The most common immunoglobulin presenting irregularity due to their variable migration
is IgA, and the possible explanation for this is their property to polymerize.[2] Sometimes, it is difficult to tell whether the irregularity is because of raised
levels of proteins normally found in that fraction or because of monoclonal protein
migration.[5] This dilemma can be resolved by using the technique immunoelectrophoresis (IF or
IS).
IS is performed using specific antisera against both heavy and light chains, and the
IS occurred during the process of immunoelectrophoresis is identified and interpreted.[6] The specific antisera binds to its respective immunoglobulin if present in the sample,
and the complex formed is precipitated and thus does not migrate, causing reduction
or disappearance of peak as seen in CE. This reduction or disappearance of peak, characterizing
a particular type, is appreciated when original capillary SPEP trace is overlayed
on trace obtained by the addition of one of each five specific antisera to the patient's
serum.[6] By this method, it is possible to recognize as well as quantify monoclonal proteins.
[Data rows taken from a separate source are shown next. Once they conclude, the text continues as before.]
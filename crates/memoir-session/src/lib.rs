//! Conversation session state machine for Memoir

mod chat;

pub use chat::{AutocompactConfig, ChatSession};
//! Summarizer trait for compacting conversation history

use async_trait::async_trait;

use crate::error::Result;
use crate::message::ChatMessage;

/// Collapses a list of turns into a short text.
#[async_trait]
pub trait Summarizer: Send + Sync {
    async fn summarize(&self, messages: &[ChatMessage]) -> Result<String>;
}
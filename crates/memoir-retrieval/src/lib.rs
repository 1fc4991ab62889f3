//! Vector similarity store and retrieval engine for Memoir

mod retriever;
mod similarity;
mod store;

pub use retriever::{Retriever, RetrieverConfig};
pub use similarity::cosine_similarity;
pub use store::{Document, InMemoryVectorStore, SearchResult, VectorStore};
//! Conversation message types

use serde::{Deserialize, Serialize};

#[derive(Debug, Clone, Copy, PartialEq, Eq, Serialize, Deserialize)]
#[serde(rename_all = "lowercase")]
pub enum Role {
    System,
    User,
    Assistant,
}

impl Role {
    pub fn as_str(&self) -> &'static str {
        match self {
            Role::System => "system",
            Role::User => "user",
            Role::Assistant => "assistant",
        }
    }
}

impl std::fmt::Display for Role {
    fn fmt(&self, f: &mut std::fmt::Formatter<'_>) -> std::fmt::Result {
        f.write_str(self.as_str())
    }
}

/// A single turn in a conversation. Immutable once created; buffers hand out
/// clones, never references into their own storage.
#[derive(Debug, Clone, PartialEq, Eq, Serialize, Deserialize)]
pub struct ChatMessage {
    pub role: Role,
    pub content: String,
}

impl ChatMessage {
    pub fn system(content: impl Into<String>) -> Self {
        Self {
            role: Role::System,
            content: content.into(),
        }
    }

    pub fn user(content: impl Into<String>) -> Self {
        Self {
            role: Role::User,
            content: content.into(),
        }
    }

    pub fn assistant(content: impl Into<String>) -> Self {
        Self {
            role: Role::Assistant,
            content: content.into(),
        }
    }
}

#[cfg(test)]
mod tests {
    use super::*;

    #[test]
    fn test_constructors() {
        assert_eq!(ChatMessage::system("s").role, Role::System);
        assert_eq!(ChatMessage::user("u").role, Role::User);
        assert_eq!(ChatMessage::assistant("a").role, Role::Assistant);
    }

    #[test]
    fn test_role_serde_lowercase() {
        let json = serde_json::to_string(&ChatMessage::user("hi")).unwrap();
        assert_eq!(json, r#"{"role":"user","content":"hi"}"#);

        let parsed: ChatMessage = serde_json::from_str(r#"{"role":"assistant","content":"ok"}"#)
            .unwrap();
        assert_eq!(parsed.role, Role::Assistant);
    }
}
Thus, capillary electrophoresis along with IS aids in the diagnosis and management
of patients with MG.
Conclusion
The M spike is seen most commonly in the gamma region. However, it is reported that
at times monoclonal protein can migrate anywhere from α2 to gamma region, especially IgA which often appears in the β region. Here, we have
enumerated few cases where M protein has been seen in fractions other than the gamma
region. Thus, one needs to be cautious about the variable appearance of M-spike during
the interpretation of SPEP as some physiological proteins if elevated can also give
rise to similar spike sometimes referred as the pseudo-monoclonal pattern.